__Action item__
Could you please retype all of the entries exactly as they appear?

__Material for this task__

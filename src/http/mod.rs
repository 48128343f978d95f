//! HTTP serving subsystem.
//!
//! # Data Flow
//! ```text
//! TCP connection
//!     → server.rs (request ID, trace, timeout)
//!     → tracked router (discovered route modules)
//!     → stats endpoints (when enabled, untracked)
//! ```

pub mod server;

pub use server::HttpServer;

__Output for this exercise__
filename src/http/mod.rs
repository 48128343f978d95f
//! HTTP serving subsystem.
//!
//! # Data Flow
//! ```text
//! TCP connection
//!     → server.rs (request ID, trace, timeout)
//!     → tracked router (discovered route modules)
//!     → stats endpoints (when enabled, untracked)
//! ```

pub mod server;

pub use server::HttpServer;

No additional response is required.